1. Do you know how genes work, or grasp what gene stats mean? A recurring IQ-and-genes fuss shows many are tempted into an epistemic comedy by seductive stats illusions, bad causology, and lax jargon.
2. IQ is 40-80% heritable and interracial IQ differences are “substantial [enough to]… affect… economic outcomes,” writes Andrew Sullivan, wielding science “bravely” alongside Sam Harris and Charles Murray.
3. Sullivan takes the data to mean individual IQ is 40-80% “caused by” genes. That’s not true, nor coherently knowable. Race-focused responses, like Ezra Klein’s, don’t explain the bonkers stats errors.
4. Technical heritability analyzes group variation stats not individual trait level factors. Stats professor Cosma Shalizi explains heritability “says nothing about how much [a trait’s level]… is under genetic control” and it’s “irrelevant to malleability” (heritable ≠ immutable; genes often aren’t carved-in-stone fate).
5. Exposing stats illusions Shalizi warns “causal-sounding phrases… encourage confusion” in many analyses of variance studies (where “due to,” “explained by,” “account for” don’t have ordinary meanings).
6. A not-known-enough thought experiment illustrates gene-nurture inseparability and misattribution risks—if society sent redheaded kids to bad schools, ginger genes would correlate with (seemingly “predict”) low IQ.

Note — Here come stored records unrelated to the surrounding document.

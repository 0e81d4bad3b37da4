use crate::domain::rules::POINT_CAP;
use crate::domain::scoring::{apply_point, decrement_point, toggle_serving_team, PointOutcome};
use crate::domain::state::{MatchPhase, MatchState, SetResult};
use crate::domain::test_state_helpers::{alternating, score_rallies};
use crate::errors::domain::DomainError;

#[test]
fn singles_straight_21_closes_first_set() {
    let mut state = MatchState::new();
    score_rallies(&mut state, &[0; 20]);
    assert_eq!(state.scores[0].points, 20);

    let outcome = apply_point(&mut state, 0).unwrap();
    assert_eq!(
        outcome,
        PointOutcome::SetClosed {
            set_no: 1,
            winner: 0
        }
    );
    assert_eq!(state.scores[0].sets, vec![SetResult::Won]);
    assert_eq!(state.scores[1].sets, vec![SetResult::Lost]);
    assert_eq!(state.scores[0].points, 0);
    assert_eq!(state.scores[1].points, 0);
    assert_eq!(state.current_set, 2);
    assert_eq!(state.match_winner, None);
}

#[test]
fn deuce_needs_two_point_lead() {
    let mut state = MatchState::new();
    score_rallies(&mut state, &alternating(40));
    assert_eq!((state.scores[0].points, state.scores[1].points), (20, 20));

    assert_eq!(
        apply_point(&mut state, 0).unwrap(),
        PointOutcome::Scored {
            team: 0,
            points: 21
        }
    );
    assert!(state.scores[0].sets.is_empty(), "21-20 must not close the set");

    let outcome = apply_point(&mut state, 0).unwrap();
    assert!(outcome.closed_set(), "22-20 closes the set");
    assert_eq!(state.scores[0].sets, vec![SetResult::Won]);
}

#[test]
fn cap_closes_set_with_one_point_lead() {
    let mut state = MatchState::new();
    score_rallies(&mut state, &alternating(58));
    assert_eq!((state.scores[0].points, state.scores[1].points), (29, 29));

    let outcome = apply_point(&mut state, 1).unwrap();
    assert_eq!(
        outcome,
        PointOutcome::SetClosed {
            set_no: 1,
            winner: 1
        }
    );
    assert_eq!(state.scores[1].sets, vec![SetResult::Won]);
    assert!(state.scores.iter().all(|s| s.points == 0));
}

#[test]
fn twenty_nine_twenty_eight_then_cap() {
    let mut state = MatchState::new();
    score_rallies(&mut state, &alternating(56));
    score_rallies(&mut state, &[0]);
    assert_eq!((state.scores[0].points, state.scores[1].points), (29, 28));
    assert!(state.scores[0].sets.is_empty());

    let outcome = apply_point(&mut state, 0).unwrap();
    assert!(outcome.closed_set());
    assert!(state.scores.iter().all(|s| s.points < POINT_CAP));
}

#[test]
fn two_sets_win_the_match_and_freeze_it() {
    let mut state = MatchState::new();
    score_rallies(&mut state, &[1; 21]);
    score_rallies(&mut state, &[1; 20]);

    let outcome = apply_point(&mut state, 1).unwrap();
    assert_eq!(
        outcome,
        PointOutcome::MatchClosed {
            set_no: 2,
            winner: 1
        }
    );
    assert_eq!(state.match_winner, Some(1));
    assert_eq!(state.phase(), MatchPhase::Complete { winner: 1 });
    assert_eq!(state.current_set, 2, "no third set is started");

    let frozen = state.clone();
    for team in [0, 1, 0] {
        assert_eq!(apply_point(&mut state, team).unwrap(), PointOutcome::Ignored);
    }
    assert_eq!(state, frozen);
}

#[test]
fn split_sets_go_to_a_third() {
    let mut state = MatchState::new();
    score_rallies(&mut state, &[0; 21]);
    score_rallies(&mut state, &[1; 21]);
    assert_eq!(state.current_set, 3);
    assert_eq!(state.sets_won(), [1, 1]);

    score_rallies(&mut state, &[0; 21]);
    assert_eq!(state.match_winner, Some(0));
    assert_eq!(
        state.scores[0].sets,
        vec![SetResult::Won, SetResult::Lost, SetResult::Won]
    );
    assert_eq!(state.scores[0].sets.len(), state.scores[1].sets.len());
}

#[test]
fn invalid_team_fails_fast_without_mutation() {
    let mut state = MatchState::new();
    assert_eq!(
        apply_point(&mut state, 2),
        Err(DomainError::InvalidTeamIndex(2))
    );
    assert_eq!(
        decrement_point(&mut state, 9),
        Err(DomainError::InvalidTeamIndex(9))
    );
    assert_eq!(state, MatchState::new());
}

#[test]
fn invalid_team_is_rejected_even_after_match_end() {
    let mut state = MatchState::new();
    score_rallies(&mut state, &[0; 42]);
    assert!(state.is_over());
    assert_eq!(
        apply_point(&mut state, 5),
        Err(DomainError::InvalidTeamIndex(5))
    );
}

#[test]
fn decrement_at_zero_is_noop() {
    let mut state = MatchState::new();
    assert_eq!(decrement_point(&mut state, 0), Ok(false));
    assert_eq!(state, MatchState::new());
}

#[test]
fn decrement_never_reopens_or_closes_sets() {
    let mut state = MatchState::new();
    score_rallies(&mut state, &[0; 21]);
    score_rallies(&mut state, &[1; 3]);

    assert_eq!(decrement_point(&mut state, 1), Ok(true));
    assert_eq!(state.scores[1].points, 2);
    assert_eq!(state.scores[0].sets, vec![SetResult::Won]);
    assert_eq!(state.current_set, 2);
}

#[test]
fn toggle_flips_serving_team_only() {
    let mut state = MatchState::new();
    score_rallies(&mut state, &[0, 1, 1]);
    let before = state.clone();

    assert_eq!(toggle_serving_team(&mut state), 1);
    assert_eq!(state.scores, before.scores);
    assert_eq!(toggle_serving_team(&mut state), 0);
}

#[test]
fn scoring_never_changes_serving_team_on_its_own() {
    let mut state = MatchState::new();
    score_rallies(&mut state, &alternating(10));
    score_rallies(&mut state, &[1; 25]);
    assert_eq!(state.serving_team, 0);
}

#[test]
fn hand_built_overflowing_score_closes_instead_of_panicking() {
    let mut state = MatchState::new();
    state.scores[0].points = u8::MAX;
    state.scores[1].points = 3;

    let outcome = apply_point(&mut state, 0).unwrap();
    assert_eq!(
        outcome,
        PointOutcome::SetClosed {
            set_no: 1,
            winner: 0
        }
    );
    assert!(state.scores.iter().all(|s| s.points == 0));
}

7. Many phenomena don’t fit the specific causal structure that basic stats presume—independent factors with additive effects. Most biological traits involve many, many gene-products playing hyper-complex, interdependent, non-additive roles via long intricate processes.
8. Statistically decomposing processes or functional systems is often like asking what percent of a car’s speed is caused by its engine or fuel or driver (all contribute inseparably).
10. Still, the “joy of stats” seduces many into confusion and causal overreach. For instance, Antonio Regalado covering dodgy DNA-to-IQ “predictors” uses “linked to” and “tied to” but slips into over-causal “explains” and “genetic determinants.”
11. Presumptive causality strains the statistical sense of sexy “polygenic scoring” methods, whose fans hope “predictions can operate in complete ignorance of the biological basis.” This data-fueled folly ignores “ginger-gene” complications.
12. Clearer-eyed experts offer cavernous caveats—neither heritability nor polygenic scoring illuminate genetic “causes” (Turkheimer), “summing” variant contributions isn’t wise (Racimo), and interpretation complexities abound (Novembre).
13. Lax causology and imprudent presumptive causality pervade genomics, “precision” medicine, Big Data and AI. The complete-ignorance-of-how fans forget that including non-causal factors skews, if not ruins, allocation-of-variation calculations (see “structured noise”).
14. Tread gingerly and always consider the causology. Are putative factors direct (“proximate”) causes, or many-complicated-steps removed? Is causal stability warranted? Or causal completeness? Does the causal structure fit stats tools? Do mixed response types muddy your metrics?
16. Gene stats jargon has misled Sullivan (scientists like Harris and Murray have less excuse)—the “economic outcomes” leap gets the science, stats, and logic wrong (see Chris Dillow, Matthew Yglesias).